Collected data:
· · ·

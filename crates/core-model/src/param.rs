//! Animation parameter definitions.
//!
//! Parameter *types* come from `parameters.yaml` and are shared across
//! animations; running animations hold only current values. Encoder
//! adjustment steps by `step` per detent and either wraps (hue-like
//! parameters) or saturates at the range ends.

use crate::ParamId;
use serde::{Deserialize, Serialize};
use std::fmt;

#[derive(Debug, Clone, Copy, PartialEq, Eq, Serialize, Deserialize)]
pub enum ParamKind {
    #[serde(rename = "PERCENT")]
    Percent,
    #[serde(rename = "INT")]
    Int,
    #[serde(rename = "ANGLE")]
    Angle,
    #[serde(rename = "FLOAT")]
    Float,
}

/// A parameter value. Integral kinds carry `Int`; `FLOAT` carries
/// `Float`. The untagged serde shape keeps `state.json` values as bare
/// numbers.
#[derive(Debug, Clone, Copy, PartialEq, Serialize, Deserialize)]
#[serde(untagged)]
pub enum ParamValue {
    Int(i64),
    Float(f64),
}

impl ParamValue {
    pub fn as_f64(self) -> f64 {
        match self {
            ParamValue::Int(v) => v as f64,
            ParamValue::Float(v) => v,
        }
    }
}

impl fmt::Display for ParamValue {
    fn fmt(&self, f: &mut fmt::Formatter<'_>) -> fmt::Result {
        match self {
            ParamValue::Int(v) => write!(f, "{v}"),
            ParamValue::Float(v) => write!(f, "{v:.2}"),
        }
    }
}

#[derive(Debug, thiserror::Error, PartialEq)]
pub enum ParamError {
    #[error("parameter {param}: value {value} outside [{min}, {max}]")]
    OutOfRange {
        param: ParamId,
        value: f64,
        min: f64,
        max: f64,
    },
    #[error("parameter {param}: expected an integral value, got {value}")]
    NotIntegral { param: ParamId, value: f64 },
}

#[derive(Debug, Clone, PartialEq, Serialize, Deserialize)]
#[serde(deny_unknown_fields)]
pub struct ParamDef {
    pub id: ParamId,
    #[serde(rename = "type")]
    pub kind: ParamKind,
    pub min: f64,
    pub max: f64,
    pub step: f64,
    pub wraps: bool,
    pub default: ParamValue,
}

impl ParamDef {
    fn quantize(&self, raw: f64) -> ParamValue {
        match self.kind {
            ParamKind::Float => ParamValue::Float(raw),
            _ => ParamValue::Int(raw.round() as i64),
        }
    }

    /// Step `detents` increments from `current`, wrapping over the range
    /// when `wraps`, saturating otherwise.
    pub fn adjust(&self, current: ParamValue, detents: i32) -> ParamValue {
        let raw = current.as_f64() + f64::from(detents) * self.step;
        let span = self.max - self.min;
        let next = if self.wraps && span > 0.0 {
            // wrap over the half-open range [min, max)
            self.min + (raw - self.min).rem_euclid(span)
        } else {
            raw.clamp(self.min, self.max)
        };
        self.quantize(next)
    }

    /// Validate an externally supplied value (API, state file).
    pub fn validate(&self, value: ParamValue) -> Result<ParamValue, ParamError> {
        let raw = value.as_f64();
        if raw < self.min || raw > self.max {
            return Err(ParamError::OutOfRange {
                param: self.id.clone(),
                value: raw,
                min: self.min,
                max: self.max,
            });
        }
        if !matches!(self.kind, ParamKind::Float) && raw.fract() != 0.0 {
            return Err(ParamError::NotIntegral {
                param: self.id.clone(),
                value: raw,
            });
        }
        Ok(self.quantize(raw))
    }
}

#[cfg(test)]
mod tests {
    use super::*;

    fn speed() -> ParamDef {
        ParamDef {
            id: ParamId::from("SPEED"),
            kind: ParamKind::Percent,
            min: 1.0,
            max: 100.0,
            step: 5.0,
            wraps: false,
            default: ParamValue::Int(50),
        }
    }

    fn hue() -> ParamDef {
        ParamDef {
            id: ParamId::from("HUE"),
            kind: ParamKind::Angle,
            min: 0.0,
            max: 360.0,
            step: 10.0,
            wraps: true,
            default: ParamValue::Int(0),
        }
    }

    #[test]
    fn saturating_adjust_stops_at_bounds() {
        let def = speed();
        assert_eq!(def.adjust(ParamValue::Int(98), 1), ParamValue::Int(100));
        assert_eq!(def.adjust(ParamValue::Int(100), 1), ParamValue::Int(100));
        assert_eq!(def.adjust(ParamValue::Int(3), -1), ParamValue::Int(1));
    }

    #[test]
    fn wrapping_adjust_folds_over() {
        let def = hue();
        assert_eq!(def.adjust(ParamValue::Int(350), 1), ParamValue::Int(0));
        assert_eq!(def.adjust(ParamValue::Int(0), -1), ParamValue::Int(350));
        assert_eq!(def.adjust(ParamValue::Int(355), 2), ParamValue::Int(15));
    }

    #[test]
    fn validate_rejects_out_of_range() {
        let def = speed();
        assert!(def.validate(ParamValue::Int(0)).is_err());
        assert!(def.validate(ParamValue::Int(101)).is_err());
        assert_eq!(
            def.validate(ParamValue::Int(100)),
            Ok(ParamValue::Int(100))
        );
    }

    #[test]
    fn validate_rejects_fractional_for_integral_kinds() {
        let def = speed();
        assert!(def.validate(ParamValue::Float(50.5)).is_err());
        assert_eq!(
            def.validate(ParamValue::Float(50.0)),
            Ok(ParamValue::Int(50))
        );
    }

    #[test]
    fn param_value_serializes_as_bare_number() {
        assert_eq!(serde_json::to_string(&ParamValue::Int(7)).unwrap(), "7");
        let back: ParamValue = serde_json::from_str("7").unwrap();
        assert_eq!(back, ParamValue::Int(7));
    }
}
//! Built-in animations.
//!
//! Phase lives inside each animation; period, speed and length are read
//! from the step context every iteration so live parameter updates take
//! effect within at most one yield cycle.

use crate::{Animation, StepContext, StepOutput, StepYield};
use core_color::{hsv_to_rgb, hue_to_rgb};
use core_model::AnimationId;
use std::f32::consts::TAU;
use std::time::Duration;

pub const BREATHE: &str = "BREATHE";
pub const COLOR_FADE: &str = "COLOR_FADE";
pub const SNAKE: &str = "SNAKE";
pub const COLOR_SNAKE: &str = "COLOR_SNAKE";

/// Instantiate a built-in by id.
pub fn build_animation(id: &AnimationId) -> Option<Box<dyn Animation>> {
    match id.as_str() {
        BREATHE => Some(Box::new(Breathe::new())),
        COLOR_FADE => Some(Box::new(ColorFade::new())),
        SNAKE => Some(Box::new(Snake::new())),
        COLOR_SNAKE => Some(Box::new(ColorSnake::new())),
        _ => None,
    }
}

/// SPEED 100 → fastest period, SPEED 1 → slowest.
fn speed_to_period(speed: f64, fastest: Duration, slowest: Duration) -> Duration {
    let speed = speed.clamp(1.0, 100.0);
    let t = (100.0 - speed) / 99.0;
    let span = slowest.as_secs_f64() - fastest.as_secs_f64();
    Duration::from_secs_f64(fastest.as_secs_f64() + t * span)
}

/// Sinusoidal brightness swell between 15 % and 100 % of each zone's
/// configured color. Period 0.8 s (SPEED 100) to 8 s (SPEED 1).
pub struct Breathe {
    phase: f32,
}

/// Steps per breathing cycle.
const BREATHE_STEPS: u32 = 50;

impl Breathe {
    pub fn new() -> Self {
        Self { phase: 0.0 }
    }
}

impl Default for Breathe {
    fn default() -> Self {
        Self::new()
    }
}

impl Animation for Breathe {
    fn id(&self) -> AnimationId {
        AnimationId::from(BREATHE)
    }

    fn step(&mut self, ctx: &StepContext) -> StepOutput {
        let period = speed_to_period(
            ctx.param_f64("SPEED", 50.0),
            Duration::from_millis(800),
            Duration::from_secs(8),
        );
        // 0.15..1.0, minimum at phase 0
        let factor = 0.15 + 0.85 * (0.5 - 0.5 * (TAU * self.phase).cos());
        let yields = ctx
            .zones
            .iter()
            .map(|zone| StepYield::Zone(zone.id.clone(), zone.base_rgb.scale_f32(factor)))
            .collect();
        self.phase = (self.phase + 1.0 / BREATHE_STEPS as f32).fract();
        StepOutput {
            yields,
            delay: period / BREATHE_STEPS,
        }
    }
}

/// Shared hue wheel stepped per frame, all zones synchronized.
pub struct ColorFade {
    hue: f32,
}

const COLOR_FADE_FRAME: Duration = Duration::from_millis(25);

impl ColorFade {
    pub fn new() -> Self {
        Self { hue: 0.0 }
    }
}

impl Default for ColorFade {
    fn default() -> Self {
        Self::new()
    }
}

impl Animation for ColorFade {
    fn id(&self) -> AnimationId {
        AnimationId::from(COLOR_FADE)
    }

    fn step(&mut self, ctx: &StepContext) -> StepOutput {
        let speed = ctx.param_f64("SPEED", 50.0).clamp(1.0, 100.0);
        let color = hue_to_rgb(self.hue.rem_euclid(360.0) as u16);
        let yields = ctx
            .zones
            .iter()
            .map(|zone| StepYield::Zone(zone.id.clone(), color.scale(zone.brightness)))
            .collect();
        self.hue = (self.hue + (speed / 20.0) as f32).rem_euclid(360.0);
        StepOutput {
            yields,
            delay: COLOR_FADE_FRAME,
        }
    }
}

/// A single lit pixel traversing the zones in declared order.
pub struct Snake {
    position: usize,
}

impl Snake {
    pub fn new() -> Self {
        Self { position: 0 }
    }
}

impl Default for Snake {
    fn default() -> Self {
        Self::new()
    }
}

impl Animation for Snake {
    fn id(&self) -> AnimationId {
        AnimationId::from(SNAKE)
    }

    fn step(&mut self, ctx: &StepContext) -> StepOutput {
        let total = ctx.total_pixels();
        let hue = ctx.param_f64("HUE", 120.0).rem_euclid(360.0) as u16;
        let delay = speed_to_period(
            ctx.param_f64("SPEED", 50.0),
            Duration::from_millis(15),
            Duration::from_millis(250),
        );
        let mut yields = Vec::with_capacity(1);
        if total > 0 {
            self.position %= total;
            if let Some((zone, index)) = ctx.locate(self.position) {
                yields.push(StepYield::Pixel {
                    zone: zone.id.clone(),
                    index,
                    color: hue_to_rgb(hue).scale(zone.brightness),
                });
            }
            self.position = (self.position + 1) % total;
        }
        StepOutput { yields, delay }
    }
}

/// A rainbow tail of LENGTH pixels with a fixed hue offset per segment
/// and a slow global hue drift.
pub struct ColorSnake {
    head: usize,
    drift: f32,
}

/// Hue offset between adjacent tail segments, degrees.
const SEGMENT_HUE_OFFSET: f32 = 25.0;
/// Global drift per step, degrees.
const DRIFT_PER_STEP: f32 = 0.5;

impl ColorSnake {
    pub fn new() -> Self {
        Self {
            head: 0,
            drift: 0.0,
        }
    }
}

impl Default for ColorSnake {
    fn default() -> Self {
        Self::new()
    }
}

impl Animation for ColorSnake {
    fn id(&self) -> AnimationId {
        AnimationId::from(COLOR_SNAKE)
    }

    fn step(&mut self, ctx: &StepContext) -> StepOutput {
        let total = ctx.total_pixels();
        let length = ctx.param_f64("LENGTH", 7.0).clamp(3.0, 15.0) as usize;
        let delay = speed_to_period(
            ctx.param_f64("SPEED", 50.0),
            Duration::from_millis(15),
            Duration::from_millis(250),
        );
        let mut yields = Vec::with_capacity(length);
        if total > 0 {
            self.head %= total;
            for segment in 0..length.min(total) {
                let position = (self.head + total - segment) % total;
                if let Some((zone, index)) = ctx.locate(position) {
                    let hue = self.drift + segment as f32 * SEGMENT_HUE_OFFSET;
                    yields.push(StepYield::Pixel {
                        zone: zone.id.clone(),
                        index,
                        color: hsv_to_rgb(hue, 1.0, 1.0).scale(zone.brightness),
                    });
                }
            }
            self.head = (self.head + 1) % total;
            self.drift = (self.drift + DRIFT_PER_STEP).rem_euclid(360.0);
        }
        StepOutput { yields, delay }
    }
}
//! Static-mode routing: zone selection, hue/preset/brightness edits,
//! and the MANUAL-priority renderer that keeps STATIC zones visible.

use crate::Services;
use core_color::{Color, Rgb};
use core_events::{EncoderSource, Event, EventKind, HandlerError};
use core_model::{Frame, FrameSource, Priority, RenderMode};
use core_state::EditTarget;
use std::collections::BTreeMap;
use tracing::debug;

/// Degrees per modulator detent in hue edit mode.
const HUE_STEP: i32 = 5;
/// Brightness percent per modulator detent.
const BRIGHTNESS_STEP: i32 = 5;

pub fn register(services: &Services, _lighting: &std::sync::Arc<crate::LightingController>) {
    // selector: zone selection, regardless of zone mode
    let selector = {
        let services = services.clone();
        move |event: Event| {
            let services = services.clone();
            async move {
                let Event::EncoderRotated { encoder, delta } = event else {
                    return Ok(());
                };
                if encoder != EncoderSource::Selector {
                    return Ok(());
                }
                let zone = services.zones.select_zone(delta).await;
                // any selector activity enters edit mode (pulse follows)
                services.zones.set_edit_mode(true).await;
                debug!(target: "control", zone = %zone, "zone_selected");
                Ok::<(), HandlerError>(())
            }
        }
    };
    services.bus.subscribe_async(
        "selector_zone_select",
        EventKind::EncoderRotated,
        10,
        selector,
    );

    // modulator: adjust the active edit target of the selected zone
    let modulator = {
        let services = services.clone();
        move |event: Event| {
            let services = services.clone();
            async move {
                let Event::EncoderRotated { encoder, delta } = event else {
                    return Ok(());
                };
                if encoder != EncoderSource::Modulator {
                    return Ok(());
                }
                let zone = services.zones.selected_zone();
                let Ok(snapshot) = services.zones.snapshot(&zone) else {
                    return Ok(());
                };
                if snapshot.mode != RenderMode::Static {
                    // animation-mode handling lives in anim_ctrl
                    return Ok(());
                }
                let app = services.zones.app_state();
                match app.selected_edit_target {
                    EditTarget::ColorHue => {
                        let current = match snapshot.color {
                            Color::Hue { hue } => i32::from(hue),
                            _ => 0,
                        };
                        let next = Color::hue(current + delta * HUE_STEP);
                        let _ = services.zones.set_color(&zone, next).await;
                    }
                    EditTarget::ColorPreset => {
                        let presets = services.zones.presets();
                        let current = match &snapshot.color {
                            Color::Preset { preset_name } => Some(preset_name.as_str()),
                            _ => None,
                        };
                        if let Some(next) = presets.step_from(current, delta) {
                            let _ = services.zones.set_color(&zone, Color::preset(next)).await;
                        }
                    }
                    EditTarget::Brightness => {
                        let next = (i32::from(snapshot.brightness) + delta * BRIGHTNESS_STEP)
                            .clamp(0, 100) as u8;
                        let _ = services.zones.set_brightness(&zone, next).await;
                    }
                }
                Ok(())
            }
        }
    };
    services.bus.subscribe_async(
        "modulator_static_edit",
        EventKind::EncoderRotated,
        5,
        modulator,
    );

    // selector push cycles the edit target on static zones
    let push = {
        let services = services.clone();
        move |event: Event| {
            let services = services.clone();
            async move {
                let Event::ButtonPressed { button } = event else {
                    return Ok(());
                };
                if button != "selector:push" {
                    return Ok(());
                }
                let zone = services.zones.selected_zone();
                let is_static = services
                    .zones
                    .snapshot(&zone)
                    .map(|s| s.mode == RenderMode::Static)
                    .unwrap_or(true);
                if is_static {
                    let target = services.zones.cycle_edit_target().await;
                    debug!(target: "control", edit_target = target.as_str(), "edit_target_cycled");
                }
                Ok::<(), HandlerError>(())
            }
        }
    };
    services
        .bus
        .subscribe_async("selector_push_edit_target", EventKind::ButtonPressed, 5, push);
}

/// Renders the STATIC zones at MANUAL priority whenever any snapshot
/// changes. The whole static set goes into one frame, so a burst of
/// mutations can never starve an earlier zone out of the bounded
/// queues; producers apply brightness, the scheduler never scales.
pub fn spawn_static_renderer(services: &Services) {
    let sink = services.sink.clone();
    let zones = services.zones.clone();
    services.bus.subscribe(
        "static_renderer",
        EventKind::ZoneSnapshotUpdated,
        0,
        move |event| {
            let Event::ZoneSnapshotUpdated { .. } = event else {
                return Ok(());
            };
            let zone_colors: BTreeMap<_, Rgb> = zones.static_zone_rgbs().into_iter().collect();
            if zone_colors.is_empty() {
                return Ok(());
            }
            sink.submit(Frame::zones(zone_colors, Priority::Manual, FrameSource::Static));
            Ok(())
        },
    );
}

· · ·

Lines from the entries that contain the string "PartialEq" are what must be copied.

→ Exercise output:
#[derive(Debug, Clone, Copy, PartialEq, Eq, Serialize, Deserialize)]
#[derive(Debug, Clone, Copy, PartialEq, Serialize, Deserialize)]
#[derive(Debug, thiserror::Error, PartialEq)]
#[derive(Debug, Clone, PartialEq, Serialize, Deserialize)]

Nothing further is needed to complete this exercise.